//! Catalog of the plugin packages shipped with the base install

use std::path::{Path, PathBuf};

use super::{InterfaceInfo, InterfaceType, PackageInfo, PluginCatalog, PluginInfo};

struct InterfaceRow {
    name: &'static str,
    interface_type: InterfaceType,
    families: &'static [&'static str],
    docstring: &'static str,
}

struct PluginRow {
    package: &'static str,
    interface: &'static str,
    family: &'static str,
    name: &'static str,
    source_names: &'static [&'static str],
    relative_path: &'static str,
}

const PACKAGES: &[(&str, &str)] = &[
    (
        "geoips",
        "Geolocated Information Processing System: base package providing the \
         interfaces, procflows and core plugins.",
    ),
    (
        "data_fusion",
        "Data fusion plugin package: combines multiple input sources into a single \
         fused product.",
    ),
];

const INTERFACES: &[InterfaceRow] = &[
    InterfaceRow {
        name: "algorithms",
        interface_type: InterfaceType::ModuleBased,
        families: &[
            "single_channel",
            "channel_combination",
            "list_numpy_to_numpy",
            "xarray_to_numpy",
            "xarray_dict_to_xarray",
            "xarray_dict_to_xarray_dict",
        ],
        docstring: "Algorithms convert input data arrays into derived product arrays.",
    },
    InterfaceRow {
        name: "colormappers",
        interface_type: InterfaceType::ModuleBased,
        families: &["matplotlib"],
        docstring: "Colormappers produce the matplotlib colormap information for a product.",
    },
    InterfaceRow {
        name: "filename_formatters",
        interface_type: InterfaceType::ModuleBased,
        families: &["standard", "xarray_metadata_to_filename"],
        docstring: "Filename formatters build output file names from product metadata.",
    },
    InterfaceRow {
        name: "interpolators",
        interface_type: InterfaceType::ModuleBased,
        families: &["2d", "grid"],
        docstring: "Interpolators resample swath or gridded data onto a target area.",
    },
    InterfaceRow {
        name: "output_formatters",
        interface_type: InterfaceType::ModuleBased,
        families: &["image", "unprojected", "xarray_data", "image_overlay"],
        docstring: "Output formatters write processed products to disk in a given format.",
    },
    InterfaceRow {
        name: "procflows",
        interface_type: InterfaceType::ModuleBased,
        families: &["standard"],
        docstring: "Procflows drive a complete processing workflow from input files to outputs.",
    },
    InterfaceRow {
        name: "readers",
        interface_type: InterfaceType::ModuleBased,
        families: &["standard"],
        docstring: "Readers load satellite data files into xarray datasets.",
    },
    InterfaceRow {
        name: "feature_annotators",
        interface_type: InterfaceType::YamlBased,
        families: &["cartopy"],
        docstring: "Feature annotators describe coastlines, borders and other map features.",
    },
    InterfaceRow {
        name: "gridline_annotators",
        interface_type: InterfaceType::YamlBased,
        families: &["cartopy"],
        docstring: "Gridline annotators describe latitude and longitude gridlines and labels.",
    },
    InterfaceRow {
        name: "products",
        interface_type: InterfaceType::YamlBased,
        families: &["list", "single_source", "data_fusion"],
        docstring: "Products tie together the algorithm, interpolator and colormapper used \
                    to produce an output for a given source.",
    },
    InterfaceRow {
        name: "sectors",
        interface_type: InterfaceType::YamlBased,
        families: &["area_definition_static", "generated"],
        docstring: "Sectors define the geographic region an output is produced for.",
    },
];

const PLUGINS: &[PluginRow] = &[
    PluginRow {
        package: "geoips",
        interface: "procflows",
        family: "standard",
        name: "single_source",
        source_names: &[],
        relative_path: "plugins/modules/procflows/single_source.py",
    },
    PluginRow {
        package: "geoips",
        interface: "procflows",
        family: "standard",
        name: "config_based",
        source_names: &[],
        relative_path: "plugins/modules/procflows/config_based.py",
    },
    PluginRow {
        package: "geoips",
        interface: "readers",
        family: "standard",
        name: "abi_netcdf",
        source_names: &["abi"],
        relative_path: "plugins/modules/readers/abi_netcdf.py",
    },
    PluginRow {
        package: "geoips",
        interface: "readers",
        family: "standard",
        name: "ahi_hsd",
        source_names: &["ahi"],
        relative_path: "plugins/modules/readers/ahi_hsd.py",
    },
    PluginRow {
        package: "geoips",
        interface: "algorithms",
        family: "single_channel",
        name: "single_channel",
        source_names: &[],
        relative_path: "plugins/modules/algorithms/single_channel.py",
    },
    PluginRow {
        package: "geoips",
        interface: "output_formatters",
        family: "image",
        name: "imagery_annotated",
        source_names: &[],
        relative_path: "plugins/modules/output_formatters/imagery_annotated.py",
    },
    PluginRow {
        package: "geoips",
        interface: "filename_formatters",
        family: "standard",
        name: "geoips_fname",
        source_names: &[],
        relative_path: "plugins/modules/filename_formatters/geoips_fname.py",
    },
    PluginRow {
        package: "geoips",
        interface: "products",
        family: "list",
        name: "abi",
        source_names: &["abi"],
        relative_path: "plugins/yaml/products/abi.yaml",
    },
    PluginRow {
        package: "geoips",
        interface: "sectors",
        family: "area_definition_static",
        name: "goes_east",
        source_names: &[],
        relative_path: "plugins/yaml/sectors/static/goes_east.yaml",
    },
    PluginRow {
        package: "data_fusion",
        interface: "procflows",
        family: "standard",
        name: "data_fusion",
        source_names: &[],
        relative_path: "plugins/modules/procflows/data_fusion.py",
    },
    PluginRow {
        package: "data_fusion",
        interface: "algorithms",
        family: "xarray_dict_to_xarray",
        name: "layered",
        source_names: &[],
        relative_path: "plugins/modules/algorithms/layered.py",
    },
    PluginRow {
        package: "data_fusion",
        interface: "products",
        family: "data_fusion",
        name: "fused_ir",
        source_names: &["abi", "ahi"],
        relative_path: "plugins/yaml/products/fused_ir.yaml",
    },
];

/// Catalog of the `geoips` and `data_fusion` packages under an install root
#[derive(Debug, Clone)]
pub struct BuiltinCatalog {
    root: PathBuf,
}

impl BuiltinCatalog {
    pub fn new(root: &Path) -> Self {
        Self {
            root: root.to_path_buf(),
        }
    }
}

impl PluginCatalog for BuiltinCatalog {
    fn packages(&self) -> Vec<PackageInfo> {
        PACKAGES
            .iter()
            .map(|(name, docstring)| PackageInfo {
                name: name.to_string(),
                docstring: docstring.to_string(),
                path: self.root.join(name),
            })
            .collect()
    }

    fn interfaces(&self) -> Vec<InterfaceInfo> {
        INTERFACES
            .iter()
            .map(|row| InterfaceInfo {
                package: "geoips".to_string(),
                name: row.name.to_string(),
                interface_type: row.interface_type,
                supported_families: row.families.iter().map(|f| f.to_string()).collect(),
                docstring: row.docstring.to_string(),
                absolute_path: self
                    .root
                    .join("geoips")
                    .join("interfaces")
                    .join(row.interface_type.as_str())
                    .join(format!("{}.py", row.name)),
            })
            .collect()
    }

    fn plugins(&self) -> Vec<PluginInfo> {
        PLUGINS
            .iter()
            .map(|row| PluginInfo {
                package: row.package.to_string(),
                interface: row.interface.to_string(),
                family: row.family.to_string(),
                name: row.name.to_string(),
                source_names: row.source_names.iter().map(|s| s.to_string()).collect(),
                relative_path: PathBuf::from(row.relative_path),
            })
            .collect()
    }
}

•••

Problem details: Please output the listing above exactly, every line included.

Exercise answer:
//! Catalog of the plugin packages shipped with the base install

use std::path::{Path, PathBuf};

use super::{InterfaceInfo, InterfaceType, PackageInfo, PluginCatalog, PluginInfo};

struct InterfaceRow {
    name: &'static str,
    interface_type: InterfaceType,
    families: &'static [&'static str],
    docstring: &'static str,
}

struct PluginRow {
    package: &'static str,
    interface: &'static str,
    family: &'static str,
    name: &'static str,
    source_names: &'static [&'static str],
    relative_path: &'static str,
}

const PACKAGES: &[(&str, &str)] = &[
    (
        "geoips",
        "Geolocated Information Processing System: base package providing the \
         interfaces, procflows and core plugins.",
    ),
    (
        "data_fusion",
        "Data fusion plugin package: combines multiple input sources into a single \
         fused product.",
    ),
];

const INTERFACES: &[InterfaceRow] = &[
    InterfaceRow {
        name: "algorithms",
        interface_type: InterfaceType::ModuleBased,
        families: &[
            "single_channel",
            "channel_combination",
            "list_numpy_to_numpy",
            "xarray_to_numpy",
            "xarray_dict_to_xarray",
            "xarray_dict_to_xarray_dict",
        ],
        docstring: "Algorithms convert input data arrays into derived product arrays.",
    },
    InterfaceRow {
        name: "colormappers",
        interface_type: InterfaceType::ModuleBased,
        families: &["matplotlib"],
        docstring: "Colormappers produce the matplotlib colormap information for a product.",
    },
    InterfaceRow {
        name: "filename_formatters",
        interface_type: InterfaceType::ModuleBased,
        families: &["standard", "xarray_metadata_to_filename"],
        docstring: "Filename formatters build output file names from product metadata.",
    },
    InterfaceRow {
        name: "interpolators",
        interface_type: InterfaceType::ModuleBased,
        families: &["2d", "grid"],
        docstring: "Interpolators resample swath or gridded data onto a target area.",
    },
    InterfaceRow {
        name: "output_formatters",
        interface_type: InterfaceType::ModuleBased,
        families: &["image", "unprojected", "xarray_data", "image_overlay"],
        docstring: "Output formatters write processed products to disk in a given format.",
    },
    InterfaceRow {
        name: "procflows",
        interface_type: InterfaceType::ModuleBased,
        families: &["standard"],
        docstring: "Procflows drive a complete processing workflow from input files to outputs.",
    },
    InterfaceRow {
        name: "readers",
        interface_type: InterfaceType::ModuleBased,
        families: &["standard"],
        docstring: "Readers load satellite data files into xarray datasets.",
    },
    InterfaceRow {
        name: "feature_annotators",
        interface_type: InterfaceType::YamlBased,
        families: &["cartopy"],
        docstring: "Feature annotators describe coastlines, borders and other map features.",
    },
    InterfaceRow {
        name: "gridline_annotators",
        interface_type: InterfaceType::YamlBased,
        families: &["cartopy"],
        docstring: "Gridline annotators describe latitude and longitude gridlines and labels.",
    },
    InterfaceRow {
        name: "products",
        interface_type: InterfaceType::YamlBased,
        families: &["list", "single_source", "data_fusion"],
        docstring: "Products tie together the algorithm, interpolator and colormapper used \
                    to produce an output for a given source.",
    },
    InterfaceRow {
        name: "sectors",
        interface_type: InterfaceType::YamlBased,
        families: &["area_definition_static", "generated"],
        docstring: "Sectors define the geographic region an output is produced for.",
    },
];

const PLUGINS: &[PluginRow] = &[
    PluginRow {
        package: "geoips",
        interface: "procflows",
        family: "standard",
        name: "single_source",
        source_names: &[],
        relative_path: "plugins/modules/procflows/single_source.py",
    },
    PluginRow {
        package: "geoips",
        interface: "procflows",
        family: "standard",
        name: "config_based",
        source_names: &[],
        relative_path: "plugins/modules/procflows/config_based.py",
    },
    PluginRow {
        package: "geoips",
        interface: "readers",
        family: "standard",
        name: "abi_netcdf",
        source_names: &["abi"],
        relative_path: "plugins/modules/readers/abi_netcdf.py",
    },
    PluginRow {
        package: "geoips",
        interface: "readers",
        family: "standard",
        name: "ahi_hsd",
        source_names: &["ahi"],
        relative_path: "plugins/modules/readers/ahi_hsd.py",
    },
    PluginRow {
        package: "geoips",
        interface: "algorithms",
        family: "single_channel",
        name: "single_channel",
        source_names: &[],
        relative_path: "plugins/modules/algorithms/single_channel.py",
    },
    PluginRow {
        package: "geoips",
        interface: "output_formatters",
        family: "image",
        name: "imagery_annotated",
        source_names: &[],
        relative_path: "plugins/modules/output_formatters/imagery_annotated.py",
    },
    PluginRow {
        package: "geoips",
        interface: "filename_formatters",
        family: "standard",
        name: "geoips_fname",
        source_names: &[],
        relative_path: "plugins/modules/filename_formatters/geoips_fname.py",
    },
    PluginRow {
        package: "geoips",
        interface: "products",
        family: "list",
        name: "abi",
        source_names: &["abi"],
        relative_path: "plugins/yaml/products/abi.yaml",
    },
    PluginRow {
        package: "geoips",
        interface: "sectors",
        family: "area_definition_static",
        name: "goes_east",
        source_names: &[],
        relative_path: "plugins/yaml/sectors/static/goes_east.yaml",
    },
    PluginRow {
        package: "data_fusion",
        interface: "procflows",
        family: "standard",
        name: "data_fusion",
        source_names: &[],
        relative_path: "plugins/modules/procflows/data_fusion.py",
    },
    PluginRow {
        package: "data_fusion",
        interface: "algorithms",
        family: "xarray_dict_to_xarray",
        name: "layered",
        source_names: &[],
        relative_path: "plugins/modules/algorithms/layered.py",
    },
    PluginRow {
        package: "data_fusion",
        interface: "products",
        family: "data_fusion",
        name: "fused_ir",
        source_names: &["abi", "ahi"],
        relative_path: "plugins/yaml/products/fused_ir.yaml",
    },
];

/// Catalog of the `geoips` and `data_fusion` packages under an install root
#[derive(Debug, Clone)]
pub struct BuiltinCatalog {
    root: PathBuf,
}

impl BuiltinCatalog {
    pub fn new(root: &Path) -> Self {
        Self {
            root: root.to_path_buf(),
        }
    }
}

impl PluginCatalog for BuiltinCatalog {
    fn packages(&self) -> Vec<PackageInfo> {
        PACKAGES
            .iter()
            .map(|(name, docstring)| PackageInfo {
                name: name.to_string(),
                docstring: docstring.to_string(),
                path: self.root.join(name),
            })
            .collect()
    }

    fn interfaces(&self) -> Vec<InterfaceInfo> {
        INTERFACES
            .iter()
            .map(|row| InterfaceInfo {
                package: "geoips".to_string(),
                name: row.name.to_string(),
                interface_type: row.interface_type,
                supported_families: row.families.iter().map(|f| f.to_string()).collect(),
                docstring: row.docstring.to_string(),
                absolute_path: self
                    .root
                    .join("geoips")
                    .join("interfaces")
                    .join(row.interface_type.as_str())
                    .join(format!("{}.py", row.name)),
            })
            .collect()
    }

    fn plugins(&self) -> Vec<PluginInfo> {
        PLUGINS
            .iter()
            .map(|row| PluginInfo {
                package: row.package.to_string(),
                interface: row.interface.to_string(),
                family: row.family.to_string(),
                name: row.name.to_string(),
                source_names: row.source_names.iter().map(|s| s.to_string()).collect(),
                relative_path: PathBuf::from(row.relative_path),
            })
            .collect()
    }
}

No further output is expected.